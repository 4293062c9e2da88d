use std::time::Duration;

use thiserror::Error;

/// Failures that are shown to the user in the error panel.
#[derive(Debug, Clone, Error, PartialEq, Eq)]
pub enum RenderError {
    /// The URL did not parse, or its scheme is not `http`/`https`.
    #[error("{0}")]
    InvalidUrl(&'static str),

    /// Fetching and decoding the feed did not finish within the budget.
    #[error("timed out after {0:?} while fetching the feed")]
    FetchTimeout(Duration),

    /// Network, HTTP status or feed decoding failure.
    #[error("{0}")]
    Fetch(String),
}

/// A template failed to execute. This is a defect, not a user input problem.
#[derive(Debug, Error)]
#[error("failed to compose page: {0}")]
pub struct ComposeError(#[from] askama::Error);
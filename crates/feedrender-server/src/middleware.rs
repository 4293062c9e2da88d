use axum::{
    extract::Request,
    http::{header, HeaderValue},
    middleware::Next,
    response::Response,
};
use tower_http::set_header::SetResponseHeaderLayer;
use uuid::Uuid;

const CONTENT_SECURITY_POLICY: &str = "default-src 'self'; img-src *; form-action 'self';";

/// Newtype wrapping a request ID string, stored as a request extension.
#[derive(Debug, Clone)]
pub struct RequestId(pub String);

/// Axum middleware that extracts or generates a request ID.
///
/// If the incoming request has an `x-request-id` header, that value is used.
/// Otherwise a new `UUIDv4` is generated. The ID is:
/// - Inserted into request extensions as [`RequestId`]
/// - Set on the response as the `x-request-id` header
pub async fn request_id(mut req: Request, next: Next) -> Response {
    let id = req
        .headers()
        .get("x-request-id")
        .and_then(|v| v.to_str().ok())
        .map_or_else(|| Uuid::new_v4().to_string(), String::from);

    req.extensions_mut().insert(RequestId(id.clone()));

    let mut res = next.run(req).await;

    if let Ok(val) = HeaderValue::from_str(&id) {
        res.headers_mut().insert("x-request-id", val);
    }

    res
}

/// Restricts scripts and form targets to this origin; feed images may come from anywhere.
pub fn content_security_policy() -> SetResponseHeaderLayer<HeaderValue> {
    SetResponseHeaderLayer::overriding(
        header::CONTENT_SECURITY_POLICY,
        HeaderValue::from_static(CONTENT_SECURITY_POLICY),
    )
}

pub fn frame_options() -> SetResponseHeaderLayer<HeaderValue> {
    SetResponseHeaderLayer::overriding(
        header::X_FRAME_OPTIONS,
        HeaderValue::from_static("SAMEORIGIN"),
    )
}
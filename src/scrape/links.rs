use anyhow::{Result, anyhow};
use scraper::{Html, Selector};
use url::Url;

/// Path fragment the statistics site serves its uploaded workbooks from.
const UPLOADS_MARKER: &str = "wp-content/uploads/";

/// Collects absolute `.xlsx` links from a page, in page order, without
/// duplicates. Only links into the site's upload area or naming the site's
/// host are kept.
pub fn find_xlsx_links(html: &str, base: &Url) -> Result<Vec<Url>> {
    let selector = Selector::parse("a[href]").map_err(|e| anyhow!("invalid link selector: {e:?}"))?;
    let host = base.host_str().unwrap_or_default();

    let mut links: Vec<Url> = Vec::new();
    for href in Html::parse_document(html)
        .select(&selector)
        .filter_map(|e| e.value().attr("href"))
    {
        let href = href.trim();
        if !href.ends_with(".xlsx") {
            continue;
        }
        if !href.contains(UPLOADS_MARKER) && (host.is_empty() || !href.contains(host)) {
            continue;
        }
        let Ok(url) = base.join(href) else {
            continue;
        };
        if !links.contains(&url) {
            links.push(url);
        }
    }

    Ok(links)
}

/// Last path segment of the link, always ending in `.xlsx`.
pub fn file_name(url: &Url) -> String {
    let name = url
        .path_segments()
        .and_then(|mut segments| segments.next_back())
        .filter(|s| !s.is_empty())
        .unwrap_or("download");
    if name.to_ascii_lowercase().ends_with(".xlsx") {
        name.to_string()
    } else {
        format!("{name}.xlsx")
    }
}

#[cfg(test)]
mod tests {
    use super::*;

    const PAGE: &str = r#"
        <html><body>
          <a href="/wp-content/uploads/2024/01/Dispensing-Jan-2024.xlsx">Jan</a>
          <a href="https://bso.hscni.net/wp-content/uploads/2024/02/Dispensing-Feb-2024.xlsx">Feb</a>
          <a href="/wp-content/uploads/2024/01/Dispensing-Jan-2024.xlsx">Jan again</a>
          <a href="https://elsewhere.example/file.xlsx">Other site</a>
          <a href="/wp-content/uploads/2024/01/notes.pdf">PDF</a>
          <a>No href</a>
        </body></html>
    "#;

    #[test]
    fn test_finds_and_dedupes_links() {
        let base = Url::parse("https://bso.hscni.net/directorates/dispensing-by-contractor/").unwrap();
        let links = find_xlsx_links(PAGE, &base).unwrap();
        let links: Vec<_> = links.iter().map(|u| u.as_str()).collect();
        assert_eq!(
            links,
            vec![
                "https://bso.hscni.net/wp-content/uploads/2024/01/Dispensing-Jan-2024.xlsx",
                "https://bso.hscni.net/wp-content/uploads/2024/02/Dispensing-Feb-2024.xlsx",
            ]
        );
    }

    #[test]
    fn test_file_name() {
        let url = Url::parse("https://x.test/a/b/Data.xlsx?ver=2").unwrap();
        assert_eq!(file_name(&url), "Data.xlsx");
        let url = Url::parse("https://x.test/a/export").unwrap();
        assert_eq!(file_name(&url), "export.xlsx");
    }
}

^^^^^^^^

### Required action
Line count for the string "user": say how many lines in the listing contain it, and add nothing.

### Response
2